Tuesday, May 21, 2013

California Dreaming




            The greatest generation, that’s what they were called. Called from the ashes of economic ruin into the trenches of the second great war. Europe, somewhere only the elite could dream of going, somehow come true. But in true form, it was not a dream that was realized but a nightmare; a nightmare with tinges of a dream. For home was a nightmare as well. The South, 75 years after freedom, still a hard day’s work without penitence. Leaving a nightmare for a dream that had become a nightmare; only to return to that initial nightmare with a dream of a new dream. The life we lead.
            If I was to write a novel based on family lore I think the journey of my great great grandparents from Louisiana to California during WWII would be a really interesting novel to tell. First, I think that it would touch on one of the most basic of human faculties, our capacity for hope and to dream. The promise of jobs and escape from the Jim Crow south would an interesting exploration of human sentiment. What were the black sharecropping communities like at the onset of America’s involvement in WWII. What was their take on one of the truly defining moments of the 20th century and a transformative moment in America’s history.

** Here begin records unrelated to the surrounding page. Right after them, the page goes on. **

// src/hal/serial_driver.rs
//! Serial board transport
//!
//! Opens a UART link with bounded retries, sends the board start/stop
//! commands and reads fixed-length frames, resynchronising on the frame header
//! byte whenever the stream is entered mid-frame.

use crate::config::constants::{cyton, serial::*};
use crate::hal::traits::{DeviceTransport, TransportError};
use crate::hal::types::{BoardDescriptor, RawFrame, CYTON_BOARD};
use crate::utils::time::{MonotonicTimeProvider, TimeProvider};
use serde::{Deserialize, Serialize};
use std::fmt;
use std::io::{self, Read, Write};
use std::sync::Arc;
use std::time::{Duration, Instant};

/// Serial port configuration
#[derive(Debug, Clone, PartialEq, Deserialize, Serialize)]
#[serde(default)]
pub struct SerialConfig {
    pub baud_rate: u32,
    pub timeout_ms: u64,
    pub connection_retry_attempts: u32,
    pub retry_base_delay_ms: u64,
    pub max_resync_bytes: usize,
}

impl Default for SerialConfig {
    fn default() -> Self {
        Self {
            baud_rate: DEFAULT_BAUD_RATE,
            timeout_ms: DEFAULT_PORT_TIMEOUT_MS,
            connection_retry_attempts: DEFAULT_RETRY_ATTEMPTS,
            retry_base_delay_ms: RETRY_BASE_DELAY_MS,
            max_resync_bytes: DEFAULT_MAX_RESYNC_BYTES,
        }
    }
}

impl SerialConfig {
    pub fn validate(&self) -> Result<(), String> {
        if self.baud_rate == 0 || self.baud_rate > MAX_BAUD_RATE {
            return Err(format!("Invalid baud rate: {}", self.baud_rate));
        }
        if self.timeout_ms == 0 || self.timeout_ms > 60_000 {
            return Err(format!("Invalid timeout: {} ms", self.timeout_ms));
        }
        if self.connection_retry_attempts == 0 || self.connection_retry_attempts > MAX_RETRY_ATTEMPTS {
            return Err(format!(
                "Invalid retry attempts: {} (1..={})",
                self.connection_retry_attempts, MAX_RETRY_ATTEMPTS
            ));
        }
        if self.max_resync_bytes == 0 {
            return Err("max_resync_bytes must be greater than 0".to_string());
        }
        Ok(())
    }
}

/// Byte stream to a board
pub trait SerialLink: Read + Write + Send {
    fn set_timeout(&mut self, timeout: Duration) -> io::Result<()>;
}

#[cfg(feature = "serial")]
impl SerialLink for Box<dyn serialport::SerialPort> {
    fn set_timeout(&mut self, timeout: Duration) -> io::Result<()> {
        serialport::SerialPort::set_timeout(&mut **self, timeout).map_err(io::Error::from)
    }
}

/// Opens a link for a port name
pub type LinkOpener =
    Arc<dyn Fn(&SerialConfig, &str) -> io::Result<Box<dyn SerialLink>> + Send + Sync>;

#[cfg(feature = "serial")]
fn open_system_port(config: &SerialConfig, port_name: &str) -> io::Result<Box<dyn SerialLink>> {
    let port = serialport::new(port_name, config.baud_rate)
        .timeout(Duration::from_millis(config.timeout_ms))
        .open()?;
    Ok(Box::new(port))
}

#[cfg(not(feature = "serial"))]
fn open_system_port(_config: &SerialConfig, port_name: &str) -> io::Result<Box<dyn SerialLink>> {
    Err(io::Error::new(
        io::ErrorKind::Unsupported,
        format!("serial support is disabled, cannot open {port_name}"),
    ))
}

/// Connection statistics for monitoring
#[derive(Debug, Default, Clone, PartialEq, Eq)]
pub struct ConnectionStats {
    pub frames_received: u64,
    pub bytes_discarded: u64,
    pub connection_attempts: u32,
}

/// UART transport for the Cyton board
pub struct SerialTransport {
    descriptor: &'static BoardDescriptor,
    config: SerialConfig,
    opener: LinkOpener,
    link: Option<Box<dyn SerialLink>>,
    port_name: String,
    clock: Box<dyn TimeProvider>,
    stats: ConnectionStats,
}

impl fmt::Debug for SerialTransport {
    fn fmt(&self, f: &mut fmt::Formatter<'_>) -> fmt::Result {
        f.debug_struct("SerialTransport")
            .field("board", &self.descriptor.name)
            .field("port_name", &self.port_name)
            .field("is_open", &self.link.is_some())
            .field("stats", &self.stats)
            .finish()
    }
}

impl SerialTransport {
    /// Transport using the system serial ports
    pub fn new(config: SerialConfig) -> Self {
        Self::with_opener(config, Arc::new(open_system_port))
    }

    /// Transport using a custom link opener
    pub fn with_opener(config: SerialConfig, opener: LinkOpener) -> Self {
        Self {
            descriptor: &CYTON_BOARD,
            config,
            opener,
            link: None,
            port_name: String::new(),
            clock: Box::new(MonotonicTimeProvider::new()),
            stats: ConnectionStats::default(),
        }
    }

    pub fn stats(&self) -> &ConnectionStats {
        &self.stats
    }

    pub fn is_open(&self) -> bool {
        self.link.is_some()
    }

    fn send_command(&mut self, command: &[u8]) -> Result<(), TransportError> {
        let link = self.link.as_mut().ok_or(TransportError::NotOpen)?;
        link.write_all(command)?;
        link.flush()?;
        Ok(())
    }

    fn read_exact_within(
        link: &mut Box<dyn SerialLink>,
        buf: &mut [u8],
        timeout: Duration,
    ) -> Result<(), TransportError> {
        link.read_exact(buf).map_err(|err| map_read_error(err, timeout))
    }
}

fn map_read_error(err: io::Error, timeout: Duration) -> TransportError {
    match err.kind() {
        io::ErrorKind::TimedOut | io::ErrorKind::WouldBlock => TransportError::timeout(timeout),
        _ => TransportError::Io(err),
    }
}

impl DeviceTransport for SerialTransport {
    fn open(&mut self, connection: &str) -> Result<(), TransportError> {
        if connection.trim().is_empty() {
            return Err(TransportError::Connection {
                connection: connection.to_string(),
                reason: "serial port name cannot be empty".to_string(),
            });
        }
        self.config.validate().map_err(|reason| TransportError::Connection {
            connection: connection.to_string(),
            reason,
        })?;

        let attempts = self.config.connection_retry_attempts;
        let mut last_error = None;
        for attempt in 1..=attempts {
            self.stats.connection_attempts += 1;
            match (self.opener)(&self.config, connection) {
                Ok(link) => {
                    tracing::info!(port = connection, attempt, "serial port opened");
                    self.link = Some(link);
                    self.port_name = connection.to_string();
                    return Ok(());
                }
                Err(err) => {
                    tracing::warn!(port = connection, attempt, error = %err, "unable to open serial port");
                    last_error = Some(err);
                    if attempt < attempts {
                        std::thread::sleep(Duration::from_millis(
                            self.config.retry_base_delay_ms * attempt as u64,
                        ));
                    }
                }
            }
        }

        Err(TransportError::Connection {
            connection: connection.to_string(),
            reason: match last_error {
                Some(err) => format!("failed after {attempts} attempts: {err}"),
                None => format!("failed after {attempts} attempts"),
            },
        })
    }

    fn start(&mut self) -> Result<(), TransportError> {
        self.send_command(cyton::START_STREAM_COMMAND)
    }

    fn stop(&mut self) -> Result<(), TransportError> {
        self.send_command(cyton::STOP_STREAM_COMMAND)
    }

    fn read_frame(&mut self, timeout: Duration) -> Result<RawFrame, TransportError> {
        let package_length = self.descriptor.package_length;
        let max_resync = self.config.max_resync_bytes;
        let deadline = Instant::now() + timeout;
        let link = self.link.as_mut().ok_or(TransportError::NotOpen)?;
        link.set_timeout(timeout)?;

        let mut byte = [0u8; 1];
        let mut discarded = 0usize;
        loop {
            Self::read_exact_within(link, &mut byte, timeout)?;
            if byte[0] == cyton::HEADER {
                break;
            }
            discarded += 1;
            self.stats.bytes_discarded += 1;
            if discarded >= max_resync {
                return Err(TransportError::Io(io::Error::new(
                    io::ErrorKind::InvalidData,
                    format!("no frame header within {discarded} bytes"),
                )));
            }
            if Instant::now() >= deadline {
                return Err(TransportError::timeout(timeout));
            }
        }

        let mut frame = vec![0u8; package_length];
        frame[0] = byte[0];
        Self::read_exact_within(link, &mut frame[1..], timeout)?;

        self.stats.frames_received += 1;
        if discarded > 0 {
            tracing::debug!(discarded, "resynchronised on frame header");
        }
        Ok(RawFrame::new(frame, self.clock.now_secs()))
    }

    fn close(&mut self) -> Result<(), TransportError> {
        if let Some(mut link) = self.link.take() {
            link.flush()?;
            tracing::info!(port = %self.port_name, "serial port closed");
        }
        Ok(())
    }

    fn descriptor(&self) -> &'static BoardDescriptor {
        self.descriptor
    }
}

            Second, the journey. I’ve always found stories that take place on the road, an adventure, as particularly exciting. Maybe because they provide a definitive arch from the beginning. You have to leave where you are to get to where you want to go. Thus, you have your departure, your arrival, and the adventure in between. In a way its like Homer’s Odyssey, the same essential elements adopted to a more setting, with modern concerns, and modern characters.

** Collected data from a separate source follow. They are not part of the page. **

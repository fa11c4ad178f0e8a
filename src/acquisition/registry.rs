// src/acquisition/registry.rs
//! Process-wide session slot

use crate::acquisition::sample_buffer::BoardData;
use crate::acquisition::session::{AcquisitionSession, SessionState, SessionStats};
use crate::config::loader::ConfigLoader;
use crate::config::EngineConfig;
use crate::error::{BoardError, BoardResult};
use crate::hal::types::BoardId;
use crate::hal::{DefaultTransportFactory, TransportFactory};
use crate::logger::Logger;
use parking_lot::Mutex;
use std::sync::OnceLock;

/// Holds at most one active session
///
/// The slot lock is held only for state checks and buffer reads. Opening a
/// transport, waiting for the acquisition loop to stop and closing the
/// transport all happen outside it, so readers never wait on a lifecycle
/// transition.
pub struct SessionRegistry {
    config: EngineConfig,
    factory: Box<dyn TransportFactory>,
    slot: Mutex<Option<AcquisitionSession>>,
}

impl std::fmt::Debug for SessionRegistry {
    fn fmt(&self, f: &mut std::fmt::Formatter<'_>) -> std::fmt::Result {
        f.debug_struct("SessionRegistry")
            .field("config", &self.config)
            .field("slot", &*self.slot.lock())
            .finish()
    }
}

static GLOBAL: OnceLock<SessionRegistry> = OnceLock::new();

impl SessionRegistry {
    pub fn new(config: EngineConfig) -> Self {
        Self::with_factory(config, Box::new(DefaultTransportFactory))
    }

    /// Registry building transports through a custom factory
    pub fn with_factory(config: EngineConfig, factory: Box<dyn TransportFactory>) -> Self {
        Self {
            config,
            factory,
            slot: Mutex::new(None),
        }
    }

    /// Registry used by the binding boundary
    ///
    /// Configuration is loaded on first use; a configuration that fails to
    /// load is reported and replaced by the defaults.
    pub fn global() -> &'static SessionRegistry {
        GLOBAL.get_or_init(|| {
            let config = match ConfigLoader::new().load() {
                Ok(config) => config,
                Err(err) => {
                    tracing::warn!(error = %err, "using default configuration");
                    EngineConfig::default()
                }
            };
            Logger::global().set_level(config.log_level);
            SessionRegistry::new(config)
        })
    }

    pub fn config(&self) -> &EngineConfig {
        &self.config
    }

    /// Create a session for `board_id` and open its transport
    ///
    /// A session whose transport fails to open stays registered in the
    /// `Failed` state until it is released.
    pub fn prepare_session(&self, board_id: i32, connection: &str) -> BoardResult<()> {
        if let Some(active) = self.slot.lock().as_ref() {
            return Err(occupied(active));
        }

        let board = BoardId::from_id(board_id)?;
        let transport = self.factory.create(board, &self.config);
        let mut session =
            AcquisitionSession::with_transport(board, connection, transport, self.config.clone());
        let prepared = session.prepare();

        let mut slot = self.slot.lock();
        if let Some(active) = slot.as_ref() {
            let err = occupied(active);
            drop(slot);
            drop(session);
            return Err(err);
        }
        *slot = Some(session);
        prepared
    }

    pub(crate) fn with_session<T>(
        &self,
        operation: &'static str,
        f: impl FnOnce(&mut AcquisitionSession) -> BoardResult<T>,
    ) -> BoardResult<T> {
        let mut slot = self.slot.lock();
        match slot.as_mut() {
            Some(session) => f(session),
            None => Err(no_session(operation)),
        }
    }

    /// Start streaming; `None` sizes the buffer from `retention_secs`
    pub fn start_stream(&self, requested_samples: Option<usize>) -> BoardResult<()> {
        self.with_session("start_stream", |session| session.start_stream(requested_samples))
    }

    /// Stop streaming; the wait for the acquisition loop runs unlocked
    pub fn stop_stream(&self) -> BoardResult<()> {
        let pending = self.with_session("stop_stream", AcquisitionSession::begin_stop)?;
        let outcome = pending.wait();
        self.with_session("stop_stream", |session| session.finish_stop(outcome))
    }

    /// Release the session and free the slot
    pub fn release_session(&self) -> BoardResult<()> {
        let mut slot = self.slot.lock();
        slot.as_ref()
            .ok_or_else(|| no_session("release_session"))?
            .ensure_releasable()?;
        let mut session = slot.take().ok_or_else(|| no_session("release_session"))?;
        drop(slot);
        session.release_session()
    }

    pub fn get_current_data(&self, n: i64) -> BoardResult<BoardData> {
        self.with_session("get_current_data", |session| session.get_current_data(n))
    }

    pub fn get_all_data(&self) -> BoardResult<BoardData> {
        self.with_session("get_all_data", |session| session.get_all_data())
    }

    pub fn get_board_data(&self, max: usize) -> BoardResult<BoardData> {
        self.with_session("get_board_data", |session| session.get_board_data(max))
    }

    pub fn get_board_data_count(&self) -> BoardResult<usize> {
        self.with_session("get_board_data_count", |session| session.get_board_data_count())
    }

    /// State of the registered session, if any
    pub fn state(&self) -> Option<SessionState> {
        self.slot.lock().as_ref().map(AcquisitionSession::state)
    }

    pub fn stats(&self) -> Option<SessionStats> {
        self.slot.lock().as_ref().map(AcquisitionSession::stats)
    }

    /// Board served by the registered session, if any
    pub fn active_board(&self) -> Option<BoardId> {
        self.slot.lock().as_ref().map(|session| session.descriptor().board)
    }
}

fn no_session(operation: &'static str) -> BoardError {
    BoardError::invalid_state(operation, "no session prepared")
}

fn occupied(session: &AcquisitionSession) -> BoardError {
    BoardError::invalid_state(
        "prepare_session",
        format!("a {} session is already {}", session.descriptor().name, session.state()),
    )
}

            Finally, I think that it would provide a good historical snap shop of a period and place that have not been overdone. Oakland, California during WWII was really transformed and was a transformative place. You had an influx of vast numbers of migrants from the poor and rural South. Not only blacks, but whites, and Latinos as well. Thus you had an interesting interplay between the past formalized instances of Jim Crow to a new place without such institutions and the way in which the characters adopt and their lives play out in this setting.